Couldn’t deny the view of the ocean, though. Or the woman sitting beside him. (He forced himself not to think about that, though – in fact, he felt much better thinking about how much it hurt whenever she pricked his skin with the tip of her needle.)

“Have you ever done this before?” he asked with a chuckle, watching her while she worked.

“Couple times,” she answered distractedly.

“Well, I hate to break it to you, Hawke, but actually think you’re making it worse.”

She grinned at him, her tongue poking out from in between her teeth and her eyes glinting mischievously. “Well, things are always worse before they get better, right?”

After finishing up the stitches (and Hawke gently smacking Varric on the bicep before remembering the stitches she had _just_ finished), she wrapped his arm up gently with a roll of bandages she had had stuffed at the bottom of her pack that were already suspiciously stained with what seemed to be blood, and once they had both settled down again by the fire – with Hawke no longer wrapped around him and Varric once again wearing a shirt – he handed her a flask filled with ale and leaned back against a log while she took a long, long sip.

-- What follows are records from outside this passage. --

impl Tag {
    fn from_payload(name: Option<String>, payload: Payload) -> Tag {
        Tag {
            node: Rc::new(RefCell::new(Node {
                name,
                parent: Weak::new(),
                payload,
            })),
        }
    }

    pub(crate) fn from_value(name: Option<String>, value: NbtValue) -> Tag {
        Tag::from_payload(name, Payload::Value(value))
    }

    /// Creates an unnamed value tag.
    pub fn new(value: impl Into<NbtValue>) -> Tag {
        Tag::from_value(None, value.into())
    }

    /// Creates a named value tag.
    pub fn named(name: impl Into<String>, value: impl Into<NbtValue>) -> Tag {
        Tag::from_value(Some(name.into()), value.into())
    }

    /// Creates an unnamed, empty compound.
    pub fn compound() -> Tag {
        Tag::from_payload(None, Payload::Compound(HashMap::new()))
    }

    pub fn named_compound(name: impl Into<String>) -> Tag {
        Tag::from_payload(Some(name.into()), Payload::Compound(HashMap::new()))
    }

    /// Creates an unnamed, empty list. `kind` may be `None` (decided by the
    /// first element added) or any kind, including `End`.
    pub fn list(kind: Option<TagKind>) -> Tag {
        Tag::from_payload(
            None,
            Payload::List(ListData {
                kind,
                items: Vec::new(),
            }),
        )
    }

    pub fn named_list(name: impl Into<String>, kind: Option<TagKind>) -> Tag {
        let tag = Tag::list(kind);
        tag.node.borrow_mut().name = Some(name.into());
        tag
    }

    /// Creates an unnamed tag of `kind` holding its zero value: `0`, an
    /// empty string or array, or an empty container. Lists created this way
    /// have an unset element kind.
    pub fn empty(kind: TagKind) -> Result<Tag> {
        match kind {
            TagKind::End => Err(Error::argument("End tags cannot be instantiated")),
            TagKind::List => Ok(Tag::list(None)),
            TagKind::Compound => Ok(Tag::compound()),
            _ => NbtValue::default_for(kind)
                .map(|value| Tag::from_value(None, value))
                .ok_or_else(|| Error::argument(format!("{kind} carries no value"))),
        }
    }

    /// Another handle to the same node.
    #[inline]
    pub(crate) fn share(&self) -> Tag {
        Tag {
            node: Rc::clone(&self.node),
        }
    }

    #[inline]
    pub(crate) fn node(&self) -> Ref<'_, Node> {
        self.node.borrow()
    }

    /// Returns `true` if both handles point at the same node.
    #[inline]
    pub fn ptr_eq(&self, other: &Tag) -> bool {
        Rc::ptr_eq(&self.node, &other.node)
    }

    pub fn kind(&self) -> TagKind {
        self.node.borrow().payload.kind()
    }

    pub fn name(&self) -> Option<String> {
        self.node.borrow().name.clone()
    }

    pub fn has_name(&self) -> bool {
        self.node.borrow().name.is_some()
    }

    /// Renames the tag.
    ///
    /// Inside a compound the new name must be present and must not collide
    /// with a sibling; the compound is re-keyed. Inside a list the name must
    /// be `None`. A detached tag accepts anything.
    pub fn set_name(&self, name: Option<&str>) -> Result<()> {
        if let Some(parent) = self.parent() {
            let mut parent_node = parent.node.borrow_mut();
            match &mut parent_node.payload {
                Payload::Compound(map) => {
                    let Some(new_name) = name else {
                        return Err(Error::argument(
                            "tags inside a compound must have a name",
                        ));
                    };
                    let old_name = self.node.borrow().name.clone();
                    if old_name.as_deref() != Some(new_name) {
                        if map.contains_key(new_name) {
                            return Err(Error::argument(format!(
                                "a tag named \"{new_name}\" already exists in the compound"
                            )));
                        }
                        if let Some(entry) = old_name.and_then(|old| map.remove(&old)) {
                            map.insert(new_name.to_owned(), entry);
                        }
                    }
                }
                Payload::List(_) if name.is_some() => {
                    return Err(Error::argument("list elements cannot be named"));
                }
                _ => {}
            }
        }
        self.node.borrow_mut().name = name.map(str::to_owned);
        Ok(())
    }

    /// The container holding this tag, if any.
    pub fn parent(&self) -> Option<Tag> {
        self.node
            .borrow()
            .parent
            .upgrade()
            .map(|node| Tag { node })
    }

    pub(crate) fn set_parent(&self, parent: Option<&Tag>) {
        self.node.borrow_mut().parent = match parent {
            Some(parent) => Rc::downgrade(&parent.node),
            None => Weak::new(),
        };
    }

    /// The location of this tag, built from its ancestors: `""` for an
    /// unnamed detached tag, `parent.name` inside compounds and
    /// `parent[index]` inside lists.
    pub fn path(&self) -> String {
        let Some(parent) = self.parent() else {
            return self.name().unwrap_or_default();
        };
        let parent_path = parent.path();
        let parent_node = parent.node.borrow();
        match &parent_node.payload {
            Payload::List(list) => {
                // A tag being read is attached before it is pushed.
                let index = list
                    .items
                    .iter()
                    .position(|item| item.ptr_eq(self))
                    .unwrap_or(list.items.len());
                format!("{parent_path}[{index}]")
            }
            _ => format!("{parent_path}.{}", self.name().unwrap_or_default()),
        }
    }

    /// A copy of the value of a value-bearing tag.
    pub fn value(&self) -> Option<NbtValue> {
        match &self.node.borrow().payload {
            Payload::Value(value) => Some(value.clone()),
            _ => None,
        }
    }

    /// Replaces the value. The new value must be of the tag's own kind.
    pub fn set_value(&self, value: impl Into<NbtValue>) -> Result<()> {
        let value = value.into();
        let mut node = self.node.borrow_mut();
        match &mut node.payload {
            Payload::Value(current) if current.kind() == value.kind() => {
                *current = value;
                Ok(())
            }
            payload => Err(Error::argument(format!(
                "cannot store a {} value in a {} tag",
                value.kind(),
                payload.kind()
            ))),
        }
    }

    /// Reads the value as `T`, widening numbers where it is lossless.
    pub fn value_as<T: FromNbtValue>(&self) -> Result<T> {
        match &self.node.borrow().payload {
            Payload::Value(value) => value.clone().convert(),
            payload => Err(Error::InvalidCast {
                from: payload.kind(),
                to: T::TYPE_NAME,
            }),
        }
    }

    pub fn byte_value(&self) -> Result<u8> {
        self.value_as()
    }

    pub fn short_value(&self) -> Result<i16> {
        self.value_as()
    }

    pub fn int_value(&self) -> Result<i32> {
        self.value_as()
    }

    pub fn long_value(&self) -> Result<i64> {
        self.value_as()
    }

    pub fn float_value(&self) -> Result<f32> {
        self.value_as()
    }

    pub fn double_value(&self) -> Result<f64> {
        self.value_as()
    }

    /// The string payload, or the rendering of any numeric value.
    pub fn string_value(&self) -> Result<String> {
        self.value_as()
    }

    pub fn byte_array(&self) -> Result<Vec<u8>> {
        self.value_as()
    }

    pub fn int_array(&self) -> Result<Vec<i32>> {
        self.value_as()
    }

    pub fn long_array(&self) -> Result<Vec<i64>> {
        self.value_as()
    }

    /// Number of children of a container, number of elements of an array,
    /// `0` for anything else.
    pub fn count(&self) -> usize {
        match &self.node.borrow().payload {
            Payload::List(list) => list.items.len(),
            Payload::Compound(map) => map.len(),
            Payload::Value(NbtValue::ByteArray(v)) => v.len(),
            Payload::Value(NbtValue::IntArray(v)) => v.len(),
            Payload::Value(NbtValue::LongArray(v)) => v.len(),
            Payload::Value(_) => 0,
        }
    }

    pub fn is_empty(&self) -> bool {
        self.count() == 0
    }

    /// Handles to the children of a container (compound order is
    /// unspecified). Empty for value tags.
    pub fn children(&self) -> Vec<Tag> {
        match &self.node.borrow().payload {
            Payload::List(list) => list.items.iter().map(Tag::share).collect(),
            Payload::Compound(map) => map.values().map(Tag::share).collect(),
            Payload::Value(_) => Vec::new(),
        }
    }

    /// Looks up a child: by position in a list, by name in a compound.
    ///
    /// Indexing a compound by position, a list by name, or a value tag at
    /// all is an [`Error::InvalidOperation`]. A list position past the end
    /// is an [`Error::Argument`]; a missing compound name is `Ok(None)`.
    pub fn get<I: Index>(&self, index: I) -> Result<Option<Tag>> {
        match (index.slot(), &self.node.borrow().payload) {
            (Slot::Name(name), Payload::Compound(map)) => Ok(map.get(name).map(Tag::share)),
            (Slot::Position(i), Payload::List(list)) => match list.items.get(i) {
                Some(item) => Ok(Some(item.share())),
                None => Err(Error::argument(format!(
                    "index {i} is out of range for a list of {} elements",
                    list.items.len()
                ))),
            },
            (slot, payload) => Err(mismatched_indexer(slot, payload.kind())),
        }
    }

    /// Stores `tag` at a position of a list or under a name of a compound,
    /// detaching whatever was there before.
    pub fn set<I: Index>(&self, index: I, tag: Tag) -> Result<()> {
        let kind = self.kind();
        match (index.slot(), kind) {
            (Slot::Name(name), TagKind::Compound) => self.compound_set(name, tag),
            (Slot::Position(i), TagKind::List) => self.list_set(i, tag),
            (slot, kind) => Err(mismatched_indexer(slot, kind)),
        }
    }

    /// Adds a child to a compound (the tag must be named) or appends it to a
    /// list (the tag must be unnamed and of the list's element kind).
    ///
    /// Fails without changing anything if the tag already has a parent, is
    /// the container itself or one of its ancestors.
    pub fn add(&self, tag: Tag) -> Result<()> {
        match self.kind() {
            TagKind::Compound => self.compound_add(tag),
            TagKind::List => self.list_insert(None, tag),
            kind => Err(Error::invalid_operation(format!(
                "cannot add children to a {kind}"
            ))),
        }
    }

    /// Adds every tag in order, stopping at the first failure.
    pub fn add_all(&self, tags: impl IntoIterator<Item = Tag>) -> Result<()> {
        tags.into_iter().try_for_each(|tag| self.add(tag))
    }

    /// Detaches a child by identity. Returns whether it was found.
    pub fn remove_tag(&self, tag: &Tag) -> Result<bool> {
        match self.kind() {
            TagKind::Compound => self.compound_remove_tag(tag),
            TagKind::List => Ok(match self.index_of(tag)? {
                Some(index) => {
                    self.remove_at(index)?;
                    true
                }
                None => false,
            }),
            kind => Err(Error::invalid_operation(format!(
                "cannot remove children from a {kind}"
            ))),
        }
    }

    /// Whether `tag` (by identity) is a direct child of this container.
    pub fn contains_tag(&self, tag: &Tag) -> bool {
        tag.parent().is_some_and(|parent| parent.ptr_eq(self))
            && match &self.node.borrow().payload {
                Payload::List(list) => list.items.iter().any(|item| item.ptr_eq(tag)),
                Payload::Compound(map) => map.values().any(|child| child.ptr_eq(tag)),
                Payload::Value(_) => false,
            }
    }

    /// Detaches every child. A list keeps its element kind.
    pub fn clear(&self) -> Result<()> {
        let removed: Vec<Tag> = {
            let mut node = self.node.borrow_mut();
            match &mut node.payload {
                Payload::List(list) => list.items.drain(..).collect(),
                Payload::Compound(map) => map.drain().map(|(_, tag)| tag).collect(),
                Payload::Value(value) => {
                    return Err(Error::invalid_operation(format!(
                        "cannot clear a {}",
                        value.kind()
                    )));
                }
            }
        };
        for tag in &removed {
            tag.set_parent(None);
        }
        Ok(())
    }

    /// Checks the structural preconditions shared by every way of putting
    /// `tag` into this container.
    fn check_adoptable(&self, tag: &Tag) -> Result<()> {
        if self.ptr_eq(tag) {
            return Err(Error::argument("a tag cannot be added to itself"));
        }
        let mut ancestor = self.parent();
        while let Some(current) = ancestor {
            if current.ptr_eq(tag) {
                return Err(Error::argument(
                    "a tag cannot be added to one of its own descendants",
                ));
            }
            ancestor = current.parent();
        }
        if tag.parent().is_some() {
            return Err(Error::argument(
                "tag already belongs to a container; remove it first",
            ));
        }
        Ok(())
    }
}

“I’m sure it’ll heal up nice,” he commented as he took the flask back from her.

“It better,” Hawke replied, closing her eyes and lying down beside him with her arms folded behind her head.

He nudged her leg with his boot. “So what were the other couple times?”

She hummed in question.

“The other couple times you stitched someone up,” Varric answered. “What were they?”

Silence fell over the make-shift campsite for a moment – an awkward, _uneasy_ moment – before Hawke’s lips curved into a forced smile. “Can’t quite remember, really,” she replied. “I’m not sure I’d like to, in any case, considering how ugly some of _my_ scars are.”

“Yeah, right.”

“They are!” She bolted upright, laughing. “I have this one across my stomach from this Darkspawn that attacked us on our way to Kirkwall – Maker, Varric, it’s like nothing you’ve ever seen. I’m pretty sure it’s still infected, actually.”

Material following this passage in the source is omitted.